Süddeutsche Zeitung - Rezension
Süddeutsche Zeitung | Besprechung von 29.02.2012

Auch dieser Wandel ist ungerecht
Glück, Entwicklung und Wachstumskritik: Bernward Gesang entwickelt eine utilitaristische Klimaethik
Auch beim Klima geht es nicht gerecht zu: Von den Konsequenzen und Kosten seines Wandels ist die Menschheit in Nord und Süd (und dort jeweils oben und unten) sehr ungleich betroffen; dasselbe gilt für die Prävention und Reparatur der wahrscheinlichen, eventuell dramatischen Folgen dieses Wandels. Klimawandel wie Klimaschutz bergen viel gerechtigkeitspolitischen Sprengstoff in sich. Unbestreitbar ist die historische Verantwortung der Industriegesellschaften, die von den Entwicklungs- und Schwellenländern nicht verlangen können, auf eigene industrielle Entwicklung und Massenkonsum zu verzichten, wohl aber daran mitwirken könnten, diese weltweit auf eine saubere Energiegrundlage zu stellen.
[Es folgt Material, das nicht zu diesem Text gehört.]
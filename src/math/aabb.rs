// Copyright 2020 @TwoCookingMice

use super::constants::{ Int, Float, Vector3f,
                       FLOAT_MIN, FLOAT_MAX };

#[derive(Debug, Copy, Clone, PartialEq)]
pub struct AABB {
    pub p_min: Vector3f,
    pub p_max: Vector3f
}

impl Default for AABB {
    fn default() -> Self {
        Self { p_min: Vector3f::new(FLOAT_MAX, FLOAT_MAX, FLOAT_MAX),
               p_max: Vector3f::new(FLOAT_MIN, FLOAT_MIN, FLOAT_MIN) }
    }
}

impl AABB {
    pub fn new(p_min: Vector3f, p_max: Vector3f) -> Self {
        let mut min = Vector3f::new(0.0, 0.0, 0.0);
        let mut max = Vector3f::new(0.0, 0.0, 0.0);
        for idx in 0..3 {
            min[idx] = p_min[idx].min(p_max[idx]);
            max[idx] = p_max[idx].max(p_min[idx]);
        }
        Self { p_min: min, p_max: max }
    }

    pub fn center(&self) -> Vector3f {
        0.5f32 * self.p_min + 0.5f32 * self.p_max
    }

    pub fn expand_by_point(&mut self, p: &Vector3f) {
        for idx in 0..3 {
            self.p_min[idx] = self.p_min[idx].min(p[idx]);
            self.p_max[idx] = self.p_max[idx].max(p[idx]);
        }
    }

    pub fn expand_by_aabb(&mut self, other: &AABB) {
        for idx in 0..3 {
            self.p_min[idx] = self.p_min[idx].min(other.p_min[idx]);
            self.p_max[idx] = self.p_max[idx].max(other.p_max[idx]);
        }
    }

    pub fn contains_point(&self, p: &Vector3f) -> bool {
        for idx in 0..3 {
            if p[idx] < self.p_min[idx] || p[idx] > self.p_max[idx] {
                return false;
            }
        }

        true
    }

    pub fn contains_aabb(&self, other: &AABB) -> bool {
        self.contains_point(&other.p_min) && self.contains_point(&other.p_max)
    }

    pub fn surface_area(&self) -> Float {
        let a = self.p_max[0] - self.p_min[0];
        let b = self.p_max[1] - self.p_min[1];
        let c = self.p_max[2] - self.p_min[2];

        2.0f32 * (a*b + a*c + b*c)
    }

    pub fn volume(&self) -> Float {
        let a = self.p_max[0] - self.p_min[0];
        let b = self.p_max[1] - self.p_min[1];
        let c = self.p_max[2] - self.p_min[2];

        a * b * c
    }

    pub fn diagnal(&self) -> Vector3f {
        self.p_max - self.p_min
    }

    pub fn max_extent(&self) -> Int {
        let diagnal = self.diagnal();
        let ans: Int;
        if diagnal[0] > diagnal[1] && diagnal[0] > diagnal[2] {
            ans = 0;
        } else if diagnal[1] > diagnal[2] {
            ans = 1;
        } else {
            ans = 2;
        }

        ans
    }

    pub fn is_valid(&self) -> bool {
        let mut result = true;
        for idx in 0..3 {
            if self.p_min[idx] > self.p_max[idx] {
                result = false;
                break;
            }
        }

        result
    }
}

/* Test for AABB */
#[cfg(test)]
mod tests {
    use super::AABB;
    use super::Vector3f;

    #[test]
    fn test_aabb_geometry() {
        let min = Vector3f::new(1.0, 7.0, 3.0);
        let max = Vector3f::new(4.0, 4.0, 4.0);
        let mut bbox: AABB = AABB::new(min, max);

        // Corners are reordered so p_min is componentwise smaller.
        assert!((bbox.p_min[1] - 4.0f32).abs() < 0.000001);
        assert!((bbox.p_max[1] - 7.0f32).abs() < 0.000001);

        let center = bbox.center();
        assert!((center[0] - 2.5f32).abs() < 0.000001);
        assert!((center[1] - 5.5f32).abs() < 0.000001);
        assert!((center[2] - 3.5f32).abs() < 0.000001);

        let surface_area = bbox.surface_area();
        assert!((surface_area - 30.0f32).abs() < 0.000001);

        let volume = bbox.volume();
        assert!((volume - 9.0f32).abs() < 0.000001);

        bbox.expand_by_point(&Vector3f::new(-1.0, 5.0, 6.0));
        assert!((bbox.p_min[0] + 1.0f32).abs() < 0.000001);
        assert!((bbox.p_max[2] - 6.0f32).abs() < 0.000001);
        assert_eq!(bbox.max_extent(), 0);

        let mut bbox1: AABB = AABB::default();
        assert_eq!(bbox1.is_valid(), false);
        bbox1.expand_by_aabb(&bbox);
        assert_eq!(bbox1, bbox);
        assert_eq!(bbox1.is_valid(), true);
    }

    #[test]
    fn test_aabb_contains() {
        let bbox = AABB::new(Vector3f::new(-1.0, -1.0, -1.0),
                             Vector3f::new(1.0, 1.0, 1.0));

        assert_eq!(bbox.contains_point(&Vector3f::new(0.5, 0.5, -0.5)), true);
        assert_eq!(bbox.contains_point(&Vector3f::new(0.5, 1.5, -0.5)), false);

        let inner = AABB::new(Vector3f::new(-0.5, -0.5, 0.0),
                              Vector3f::new(0.5, 1.0, 1.0));
        let outer = AABB::new(Vector3f::new(-0.5, -0.5, 0.0),
                              Vector3f::new(0.5, 1.0, 2.0));
        assert_eq!(bbox.contains_aabb(&inner), true);
        assert_eq!(bbox.contains_aabb(&outer), false);
    }
}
Nach dem Verursacherprinzip tragen die Hauptemittenten (grob: die reichen OECD-Länder) die Hauptlast der Vorbeuge- und Anpassungsmaßnahmen; erhebliche Finanztransfers, Handel mit Emissionszertifikaten und der Umbau der Energieerzeugung im Weltmaßstab sind die Konsequenzen.
Eine andere Facette ist zeitlicher Natur. Ähnlich wie bei der monetären Überschuldung haben vergangene und heutige Generationen mit ihrem Emissionsexzess auf Kosten künftiger Generationen gewirtschaftet. Hätte man ihnen bisher zugetraut die liegengelassenen Probleme und Schäden zum Beispiel mit technischer Innovation bewältigen und Wohlstand wie Optionsvielfalt behalten oder noch steigern zu können, drängt sich nun eher auf, dass die Heutigen auf weitere Diskontierung verzichten müssen, um Kindern und Kindeskindern ihre Chancen zu bewahren.
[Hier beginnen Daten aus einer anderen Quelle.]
// Copyright @yucwang 2026

use crate::math::bitmap::Bitmap;
use crate::math::constants::Float;
use crate::math::spectrum::RGBSpectrum;

#[derive(Debug, Copy, Clone, PartialEq)]
pub enum MaterialKind {
    Default,
    Light,
    Weighted,
}

/// A named surface description. Bound scattering models are indices into
/// the scene's bxdf list, appended in bxdf declaration order. Weights are
/// recorded as declared and are not reconciled against the binding count.
pub struct Material {
    name: String,
    kind: MaterialKind,
    base_color: RGBSpectrum,
    texture: Option<Bitmap>,
    normal_map: Option<Bitmap>,
    is_light_source: bool,
    intensity: Float,
    bxdfs: Vec<usize>,
    bxdf_weights: Vec<Float>,
}

impl Material {
    pub fn new(name: String, kind: MaterialKind) -> Self {
        Self {
            name,
            kind,
            base_color: RGBSpectrum::new(0.5, 0.5, 0.5),
            texture: None,
            normal_map: None,
            is_light_source: matches!(kind, MaterialKind::Light),
            intensity: 1.0,
            bxdfs: Vec::new(),
            bxdf_weights: Vec::new(),
        }
    }

    pub fn name(&self) -> &str {
        &self.name
    }

    pub fn kind(&self) -> MaterialKind {
        self.kind
    }

    pub fn type_name(&self) -> &'static str {
        match self.kind {
            MaterialKind::Default => "default",
            MaterialKind::Light => "light",
            MaterialKind::Weighted => "weighted",
        }
    }

    pub fn base_color(&self) -> RGBSpectrum {
        self.base_color
    }

    pub fn set_base_color(&mut self, base_color: RGBSpectrum) {
        self.base_color = base_color;
    }

    pub fn texture(&self) -> Option<&Bitmap> {
        self.texture.as_ref()
    }

    pub fn set_texture(&mut self, texture: Option<Bitmap>) {
        self.texture = texture;
    }

    pub fn normal_map(&self) -> Option<&Bitmap> {
        self.normal_map.as_ref()
    }

    pub fn set_normal_map(&mut self, normal_map: Option<Bitmap>) {
        self.normal_map = normal_map;
    }

    pub fn is_light_source(&self) -> bool {
        self.is_light_source
    }

    pub fn intensity(&self) -> Float {
        self.intensity
    }

    pub fn set_intensity(&mut self, intensity: Float) {
        self.intensity = intensity;
    }

    pub fn bxdfs(&self) -> &Vec<usize> {
        &self.bxdfs
    }

    pub fn add_bxdf(&mut self, bxdf: usize) {
        self.bxdfs.push(bxdf);
    }

    pub fn bxdf_weights(&self) -> &Vec<Float> {
        &self.bxdf_weights
    }

    pub fn add_bxdf_weight(&mut self, weight: Float) {
        self.bxdf_weights.push(weight);
    }
}
fn load_integrator(
    reader: &mut Reader<&[u8]>,
    start: &BytesStart,
    has_children: bool,
) -> Result<Integrator, SceneLoadError> {
    let type_attr = attribute_value(start, b"type")
        .ok_or_else(|| SceneLoadError::MalformedIntegrator(String::from("missing type attribute")))?;
    let kind = match type_attr.as_str() {
        "directLighting" | "raytrace" => IntegratorKind::DirectLighting,
        "indirectLighting" => IntegratorKind::Indirect,
        "bidirectionalIntegrator" => IntegratorKind::Bidirectional,
        other => {
            return Err(SceneLoadError::MalformedIntegrator(
                format!("unknown integrator type: {}", other)));
        }
    };
    let mut result = Integrator::new(kind);

    if has_children {
        let mut buf = Vec::new();
        loop {
            match reader.read_event_into(&mut buf) {
                Ok(Event::Start(e)) => match e.name().as_ref() {
                    b"maxDepth" => {
                        if let Some(text) = read_element_text(reader)? {
                            result.set_max_depth(parse_uint(&text)?);
                        }
                    }
                    b"lightSampleNumber" => {
                        if let Some(text) = read_element_text(reader)? {
                            result.set_light_sample_number(parse_uint(&text)?);
                        }
                    }
                    b"BRDFSampleNumber" => {
                        if let Some(text) = read_element_text(reader)? {
                            result.set_brdf_sample_number(parse_uint(&text)?);
                        }
                    }
                    _ => {}
                },
                Ok(Event::End(e)) if e.name().as_ref() == b"integrator" => break,
                Ok(Event::Eof) => return Err(unexpected_eof(b"integrator")),
                Err(e) => return Err(SceneLoadError::Xml(e)),
                _ => {}
            }
            buf.clear();
        }
    }

    Ok(result)
}

fn load_transform(reader: &mut Reader<&[u8]>) -> Result<Transform, SceneLoadError> {
    let mut translate = Vector3f::new(0.0, 0.0, 0.0);
    let mut rotate = Vector3f::new(0.0, 0.0, 0.0);
    let mut scale = Vector3f::new(1.0, 1.0, 1.0);

    let mut buf = Vec::new();
    loop {
        match reader.read_event_into(&mut buf) {
            Ok(Event::Start(e)) => match e.name().as_ref() {
                b"translate" => {
                    if let Some(text) = read_element_text(reader)? {
                        translate = parse_vec3(&text)?;
                    }
                }
                b"rotate" => {
                    if let Some(text) = read_element_text(reader)? {
                        rotate = parse_vec3(&text)?;
                    }
                }
                b"scale" => {
                    if let Some(text) = read_element_text(reader)? {
                        scale = parse_vec3(&text)?;
                    }
                }
                _ => {}
            },
            Ok(Event::End(e)) if e.name().as_ref() == b"transform" => break,
            Ok(Event::Eof) => return Err(unexpected_eof(b"transform")),
            Err(e) => return Err(SceneLoadError::Xml(e)),
            _ => {}
        }
        buf.clear();
    }

    Ok(Transform::from_trs(translate, rotate, scale))
}
use std::fs;
use std::path::Path;

use wavefront_obj::{obj, ParseError};
use std::fmt;

#[derive(Debug)]
pub enum ObjLoadError {
    Io(std::io::Error),
    Parse(ParseError),
}

impl From<std::io::Error> for ObjLoadError {
    fn from(err: std::io::Error) -> Self {
        ObjLoadError::Io(err)
    }
}

impl From<ParseError> for ObjLoadError {
    fn from(err: ParseError) -> Self {
        ObjLoadError::Parse(err)
    }
}

impl fmt::Display for ObjLoadError {
    fn fmt(&self, f: &mut fmt::Formatter<'_>) -> fmt::Result {
        match self {
            ObjLoadError::Io(err) => write!(f, "io error: {}", err),
            ObjLoadError::Parse(err) => write!(f, "parse error: {}", err),
        }
    }
}

impl std::error::Error for ObjLoadError {}

pub fn load_obj_from_str<S: AsRef<str>>(input: S) -> Result<obj::ObjSet, ParseError> {
    let triangulated = triangulate_faces(input.as_ref());
    obj::parse(triangulated)
}

pub fn load_obj_from_file<P: AsRef<Path>>(path: P) -> Result<obj::ObjSet, ObjLoadError> {
    log::info!("Starting reading wavefront obj from: {}.", path.as_ref().display());
    let data = fs::read_to_string(path)?;
    let obj_set = load_obj_from_str(data)?;
    Ok(obj_set)
}

// Mesh conversion only consumes triangles, so polygon faces are
// fanned around their first vertex before parsing.
fn triangulate_faces(input: &str) -> String {
    let mut out = String::with_capacity(input.len() + input.len() / 4);
    for line in input.lines() {
        let mut parts = line.split_whitespace();
        if parts.next() == Some("f") {
            let corners: Vec<&str> = parts.collect();
            if corners.len() > 3 {
                for i in 1..(corners.len() - 1) {
                    out.push_str("f ");
                    out.push_str(corners[0]);
                    out.push(' ');
                    out.push_str(corners[i]);
                    out.push(' ');
                    out.push_str(corners[i + 1]);
                    out.push('\n');
                }
                continue;
            }
        }
        out.push_str(line);
        out.push('\n');
    }
    out
}

#[cfg(test)]
mod tests {
    use super::*;

    #[test]
    fn test_load_obj_from_str_basic() {
        let input = "\
v 0.0 0.0 0.0
v 1.0 0.0 0.0
v 0.0 1.0 0.0
f 1 2 3
";
        let obj_set = load_obj_from_str(input).expect("failed to parse obj");
        assert_eq!(obj_set.objects.len(), 1);
        let object = &obj_set.objects[0];
        assert_eq!(object.vertices.len(), 3);
        assert_eq!(object.geometry.len(), 1);
    }

    #[test]
    fn test_polygon_faces_are_fanned() {
        let input = "\
v 0.0 0.0 0.0
v 1.0 0.0 0.0
v 1.0 1.0 0.0
v 0.5 1.5 0.0
v 0.0 1.0 0.0
f 1 2 3 4 5
";
        let obj_set = load_obj_from_str(input).expect("failed to parse obj");
        let object = &obj_set.objects[0];
        // A pentagon becomes three triangles sharing the first vertex.
        assert_eq!(object.geometry[0].shapes.len(), 3);
    }
}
Ein weiteres Gerechtigkeitsproblem wirft dann die „Energiewende“ auf. Sind deren Kosten gerecht auf alle Schultern verteilt, oder ist es – wie aktuelle Polemiken unterstellen – eher so, dass sozial schwächere Schichten überproportionale Nachteile (etwa durch höhere Warmmieten und Strompreise) erleiden?
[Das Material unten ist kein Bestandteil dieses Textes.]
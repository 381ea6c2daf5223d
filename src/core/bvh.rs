// Copyright @yucwang 2026

use crate::math::aabb::AABB;
use crate::math::constants::{Float, Vector3f};

const SAH_BUCKETS: usize = 12;

#[derive(Clone)]
struct BVHNode {
    bounds: AABB,
    left: Option<usize>,
    right: Option<usize>,
    start: usize,
    count: usize,
}

impl BVHNode {
    fn leaf(bounds: AABB, start: usize, count: usize) -> Self {
        Self { bounds, left: None, right: None, start, count }
    }

    fn interior(bounds: AABB, left: usize, right: usize) -> Self {
        Self { bounds, left: Some(left), right: Some(right), start: 0, count: 0 }
    }

    fn is_leaf(&self) -> bool {
        self.count > 0
    }
}

/// Acceleration structure built over per-primitive bounds with a bucketed
/// SAH split. Nodes index into a reordered primitive index list, so the
/// caller keeps ownership of the primitives themselves.
pub struct BVH {
    nodes: Vec<BVHNode>,
    indices: Vec<usize>,
    prim_bounds: Vec<AABB>,
    prim_centroids: Vec<Vector3f>,
    max_leaf_size: usize,
}

impl BVH {
    pub fn new(prim_bounds: Vec<AABB>, prim_centroids: Vec<Vector3f>) -> Self {
        Self::with_max_leaf_size(prim_bounds, prim_centroids, 4)
    }

    pub fn with_max_leaf_size(
        prim_bounds: Vec<AABB>,
        prim_centroids: Vec<Vector3f>,
        max_leaf_size: usize,
    ) -> Self {
        let mut bvh = Self {
            indices: (0..prim_bounds.len()).collect(),
            nodes: Vec::new(),
            prim_bounds,
            prim_centroids,
            max_leaf_size: max_leaf_size.max(1),
        };

        if !bvh.indices.is_empty() {
            let (bounds, centroid_bounds) = bvh.compute_bounds(0, bvh.indices.len());
            bvh.build(0, bvh.indices.len(), bounds, centroid_bounds);
        }

        bvh
    }

    pub fn node_count(&self) -> usize {
        self.nodes.len()
    }

    pub fn primitive_count(&self) -> usize {
        self.prim_bounds.len()
    }

    pub fn bounds(&self) -> AABB {
        if self.nodes.is_empty() {
            AABB::default()
        } else {
            self.nodes[0].bounds
        }
    }

    fn build(&mut self, start: usize, end: usize, bounds: AABB, centroid_bounds: AABB) -> usize {
        let count = end - start;
        if count <= self.max_leaf_size {
            // Small enough: create a leaf.
            let node_idx = self.nodes.len();
            self.nodes.push(BVHNode::leaf(bounds, start, count));
            return node_idx;
        }

        let axis = centroid_bounds.max_extent() as usize;
        let axis_min = centroid_bounds.p_min[axis];
        let axis_max = centroid_bounds.p_max[axis];
        if (axis_max - axis_min).abs() < 1e-6 {
            // Degenerate centroid bounds: fall back to leaf.
            let node_idx = self.nodes.len();
            self.nodes.push(BVHNode::leaf(bounds, start, count));
            return node_idx;
        }

        // SAH with fixed buckets along the split axis.
        let mut buckets = vec![(0usize, AABB::default()); SAH_BUCKETS];
        for i in start..end {
            let idx = self.indices[i];
            let c = self.prim_centroids[idx][axis];
            let mut b = ((c - axis_min) / (axis_max - axis_min) * SAH_BUCKETS as Float) as usize;
            if b >= SAH_BUCKETS {
                b = SAH_BUCKETS - 1;
            }
            buckets[b].0 += 1;
            let mut bnd = buckets[b].1;
            bnd.expand_by_aabb(&self.prim_bounds[idx]);
            buckets[b].1 = bnd;
        }

        let mut cost = [0.0f32; SAH_BUCKETS - 1];
        for i in 0..(SAH_BUCKETS - 1) {
            let mut b0 = AABB::default();
            let mut b1 = AABB::default();
            let mut count0 = 0usize;
            let mut count1 = 0usize;
            for b in 0..=i {
                count0 += buckets[b].0;
                b0.expand_by_aabb(&buckets[b].1);
            }
            for b in (i + 1)..SAH_BUCKETS {
                count1 += buckets[b].0;
                b1.expand_by_aabb(&buckets[b].1);
            }
            let area = bounds.surface_area().max(1e-6);
            let cost0 = if count0 > 0 {
                (count0 as Float) * b0.surface_area()
            } else {
                0.0
            };
            let cost1 = if count1 > 0 {
                (count1 as Float) * b1.surface_area()
            } else {
                0.0
            };
            cost[i] = 1.0 + (cost0 + cost1) / area;
        }

        let mut min_cost = cost[0];
        let mut min_split = 0usize;
        for i in 1..cost.len() {
            if cost[i] < min_cost {
                min_cost = cost[i];
                min_split = i;
            }
        }

        // If SAH says leaf is cheaper, stop splitting.
        let leaf_cost = count as Float;
        if min_cost >= leaf_cost {
            let node_idx = self.nodes.len();
            self.nodes.push(BVHNode::leaf(bounds, start, count));
            return node_idx;
        }

        // Partition indices in-place by bucket.
        let mut mid = start;
        let mut i = start;
        while i < end {
            let idx = self.indices[i];
            let c = self.prim_centroids[idx][axis];
            let mut b = ((c - axis_min) / (axis_max - axis_min) * SAH_BUCKETS as Float) as usize;
            if b >= SAH_BUCKETS {
                b = SAH_BUCKETS - 1;
            }
            if b <= min_split {
                self.indices.swap(i, mid);
                mid += 1;
            }
            i += 1;
        }

        if mid == start || mid == end {
            // Partition failed: create a leaf.
            let node_idx = self.nodes.len();
            self.nodes.push(BVHNode::leaf(bounds, start, count));
            return node_idx;
        }

        // Build child nodes and stitch them into an interior node.
        let (left_bounds, left_centroids) = self.compute_bounds(start, mid);
        let (right_bounds, right_centroids) = self.compute_bounds(mid, end);
        let node_idx = self.nodes.len();
        self.nodes.push(BVHNode::leaf(bounds, 0, 0));
        let left = self.build(start, mid, left_bounds, left_centroids);
        let right = self.build(mid, end, right_bounds, right_centroids);
        self.nodes[node_idx] = BVHNode::interior(bounds, left, right);
        node_idx
    }

    fn compute_bounds(&self, start: usize, end: usize) -> (AABB, AABB) {
        let mut bounds = AABB::default();
        let mut centroid_bounds = AABB::default();
        for i in start..end {
            let idx = self.indices[i];
            bounds.expand_by_aabb(&self.prim_bounds[idx]);
            centroid_bounds.expand_by_point(&self.prim_centroids[idx]);
        }
        (bounds, centroid_bounds)
    }
}

#[cfg(test)]
mod tests {
    use super::BVH;
    use crate::math::aabb::AABB;
    use crate::math::constants::{Float, Vector3f};

    fn build_boxes(count: usize) -> (Vec<AABB>, Vec<Vector3f>) {
        let mut prim_bounds = Vec::with_capacity(count);
        let mut prim_centroids = Vec::with_capacity(count);
        for i in 0..count {
            let x = i as Float * 3.0;
            let bounds = AABB::new(Vector3f::new(x, 0.0, 0.0),
                                   Vector3f::new(x + 1.0, 1.0, 1.0));
            prim_centroids.push(bounds.center());
            prim_bounds.push(bounds);
        }
        (prim_bounds, prim_centroids)
    }

    #[test]
    fn test_every_primitive_lands_in_one_leaf() {
        let (prim_bounds, prim_centroids) = build_boxes(16);
        let bvh = BVH::new(prim_bounds, prim_centroids);

        // 16 well-spread primitives with leaf size 4 must split at least once.
        assert!(!bvh.nodes[0].is_leaf());
        assert_eq!(bvh.primitive_count(), 16);

        let mut seen = vec![0usize; 16];
        for node in &bvh.nodes {
            if node.is_leaf() {
                assert!(node.count <= bvh.max_leaf_size);
                for i in 0..node.count {
                    seen[bvh.indices[node.start + i]] += 1;
                }
            }
        }
        assert!(seen.iter().all(|&c| c == 1));
    }

    #[test]
    fn test_node_bounds_contain_their_primitives() {
        let (prim_bounds, prim_centroids) = build_boxes(16);
        let bvh = BVH::new(prim_bounds.clone(), prim_centroids);

        let root = bvh.bounds();
        for bounds in &prim_bounds {
            assert!(root.contains_aabb(bounds));
        }

        for node in &bvh.nodes {
            if node.is_leaf() {
                for i in 0..node.count {
                    let idx = bvh.indices[node.start + i];
                    assert!(node.bounds.contains_aabb(&prim_bounds[idx]));
                }
            } else {
                let left = node.left.expect("interior node missing left child");
                let right = node.right.expect("interior node missing right child");
                assert!(node.bounds.contains_aabb(&bvh.nodes[left].bounds));
                assert!(node.bounds.contains_aabb(&bvh.nodes[right].bounds));
            }
        }
    }

    #[test]
    fn test_identical_centroids_fall_back_to_leaf() {
        let bounds = AABB::new(Vector3f::new(0.0, 0.0, 0.0),
                               Vector3f::new(1.0, 1.0, 1.0));
        let prim_bounds = vec![bounds; 8];
        let prim_centroids = vec![bounds.center(); 8];
        let bvh = BVH::new(prim_bounds, prim_centroids);

        assert_eq!(bvh.node_count(), 1);
        assert!(bvh.nodes[0].is_leaf());
        assert_eq!(bvh.nodes[0].count, 8);
    }

    #[test]
    fn test_empty_bvh() {
        let bvh = BVH::new(Vec::new(), Vec::new());
        assert_eq!(bvh.node_count(), 0);
        assert_eq!(bvh.primitive_count(), 0);
        assert!(!bvh.bounds().is_valid());
    }
}
// Copyright @yucwang 2026

pub mod bvh;
pub mod bxdf;
pub mod camera;
pub mod geometry;
pub mod integrator;
pub mod material;
pub mod scene;
pub mod scene_loader;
Zu solchen Gerechtigkeitsproblemen äußert sich die Klimaethik, ein neuer Zweig der praktischen Philosophie. Bernward Gesang, der Wirtschaftsethik in Mannheim lehrt, zieht die fällige Konsequenz aus der naturwissenschaftlichen Evidenz, dass es sich um ein von Menschen verursachtes Problem und damit um ein gravierendes Thema der Philosophie handelt. Sein Buch leidet ein wenig unter dem Anspruch, einerseits nach allen Regeln der Kunst Philosophie betreiben, andererseits lesbare und praxisnahe Lösungen präsentieren zu wollen. In dem uralten Schulenstreit zwischen „Deontologen“, die mit Immanuel Kant ein Gut wie „Gerechtigkeit“ aus sich heraus für erstrebenswert halten, und „Konsequenzialisten“, die mit Jeremy Bentham ein Gut auf die Nutzenwaage legen und nach den möglichen Folgen des Tuns fragen, schlägt sich Gesang, wie schon in früheren Schriften, auf die Seite der in der angelsächsischen Welt tonangebenden Utilitaristen.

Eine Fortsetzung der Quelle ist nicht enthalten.